Tuesday, February 21, 2006

Had, Have not

I should know better than to feel this way, but that doesn't really help so much at the moment. I just dropped my girl off at a friend's house for a slumber party tonight. (It's vacation this week.) I googled for directions to the house and figured it was probably going to be a nice neighborhood. And indeed it was--big, beautiful houses on big lots. I dropped her off, gave her a hug and a kiss and went on my way. And proceeded to feel more and terrible as I drove home away from those big beautiful houses on big lots back to my duplex that I can barely afford, and even still with the trashy neighbor downstairs, in a much more modest neighborhood.
Yeah yeah. I know it's not supposed to matter. We have a nice enough home with a fireplace even and a little side patio where I can plant flower beds in the summer, but I grew up in a big beautiful houses and it was nice. We're supposed to say it doesn't matter, as long as we give our children all the love and guidance they need. As if somehow having money would preclude us from being able to do that. I think sometimes that's just a leap in logic people make when they can't afford as much. It makes me feel crappy because I can't provide that kind of life, at least not right now I can't. And even the house I did have that I had to move out of to get away from my ex and save my sanity isn't all that great. This is terrible but I'm worried she'll come home and ask me why we don't have a house that nice. What can I say other than that it is a result of the choices I have made.
Sure, I realize if I had made different choices that led me to the big beautiful home at this point in time I wouldn't have the girl I have right now and she wouldn't have had the experience of being a baby in Hawaii.
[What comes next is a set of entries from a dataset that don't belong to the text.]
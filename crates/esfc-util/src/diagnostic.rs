//! Diagnostic rendering.
//!
//! Every front-end error here is fatal, so there is no collecting handler;
//! a [`Diagnostic`] is built from the error at the driver boundary and
//! rendered to stderr in one shot.

use std::fmt;

use crate::Span;

/// Diagnostic severity level.
#[derive(Clone, Copy, Debug, PartialEq, Eq)]
pub enum Level {
    /// An error that aborts the pipeline.
    Error,
    /// A warning; nothing in the front end emits these today.
    Warning,
    /// Additional context attached to another diagnostic.
    Note,
}

impl fmt::Display for Level {
    fn fmt(&self, f: &mut fmt::Formatter<'_>) -> fmt::Result {
        match self {
            Level::Error => write!(f, "error"),
            Level::Warning => write!(f, "warning"),
            Level::Note => write!(f, "note"),
        }
    }
}

/// A message with severity and source location.
///
/// # Examples
///
/// ```
/// use esfc_util::{Diagnostic, Span};
///
/// let diag = Diagnostic::error("unterminated string literal", Span::new(4, 9, 2, 1));
/// assert_eq!(diag.render(), "error: unterminated string literal (2:1)");
/// ```
#[derive(Clone, Debug)]
pub struct Diagnostic {
    /// Severity.
    pub level: Level,
    /// Main message.
    pub message: String,
    /// Source location.
    pub span: Span,
    /// Source text the span covers, attached by [`Diagnostic::with_source`].
    pub snippet: Option<String>,
}

/// Longest snippet rendered before truncation.
const SNIPPET_LIMIT: usize = 40;

impl Diagnostic {
    /// Creates a diagnostic.
    pub fn new(level: Level, message: impl Into<String>, span: Span) -> Self {
        Self {
            level,
            message: message.into(),
            span,
            snippet: None,
        }
    }

    /// Creates an error diagnostic.
    pub fn error(message: impl Into<String>, span: Span) -> Self {
        Self::new(Level::Error, message, span)
    }

    /// Attaches the source text the span covers, when the span addresses
    /// `source`. Only the first line is kept, truncated past the snippet
    /// limit.
    pub fn with_source(mut self, source: &str) -> Self {
        if let Ok(text) = self.span.try_slice(source) {
            let line = text.lines().next().unwrap_or("");
            if !line.is_empty() {
                let mut snippet: String = line.chars().take(SNIPPET_LIMIT).collect();
                if line.chars().count() > SNIPPET_LIMIT {
                    snippet.push_str("...");
                }
                self.snippet = Some(snippet);
            }
        }
        self
    }

    /// Renders the diagnostic as a single line.
    ///
    /// The location suffix is omitted for dummy spans.
    pub fn render(&self) -> String {
        let mut out = if self.span.line == 0 {
            format!("{}: {}", self.level, self.message)
        } else {
            format!("{}: {} ({})", self.level, self.message, self.span)
        };
        if let Some(snippet) = &self.snippet {
            out.push_str(&format!(" near `{snippet}`"));
        }
        out
    }
}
She wouldn't have spent seven years of her life living in Japan and wouldn't be bilingual. She wouldn't have had the four or five trips to Hawaii that we took during those years. She would have still had the summers in New Hampshire since this is where we would have been to begin with, but she wouldn't have had anything to contrast them with. I wouldn't be who I am and she wouldn't exist, so it's a stupid thing to ponder in the first place.
Still, as someone who got to grow up privileged to live in a nice house with nice stuff, it's frustrating to know that I'm not providing the same for my girl. My folks didn't grow up rich. It's not like I'm letting down some long standing family tradition. Most of the time I don't think about it much really. Probably because thinking about it makes me feel like somewhat of a failure.

4 comments:

Heidi said...

the big beautiful houses probably aren't as nice as they seem. the families that live in them are probably out of touch with each other because mom and dad work too much to keep their necks above the rising tide of their debts.

Peruby said...

I do the same thing with my daughter and feel the same way too. More often than I want to.

Anonymous said...

yeah, isn't it easy to doubt how much we really are doing for our little ones? and question if we really are doing enough? though, she is rich in experience, and I am sure she will treasure that, especially as she gets older, where she will be able to use that to accomplish whatever she wishes. As one of the rules on my old "Maui Rules" t-shirt goes, "He who dies with the most stuff, still dies." give yourself a pat on the back mama! :)

Pam said...

Thanks for the comments.
I know better, or at least I should know better than to suck into that perspective. It really did sting though.
I guess it caught me off guard. Life is not perfect. I am certainly not perfect. If we raised our kids to expect everything to be perfect, they'd be in for such a hard fall when they went out into the world and fended for themselves.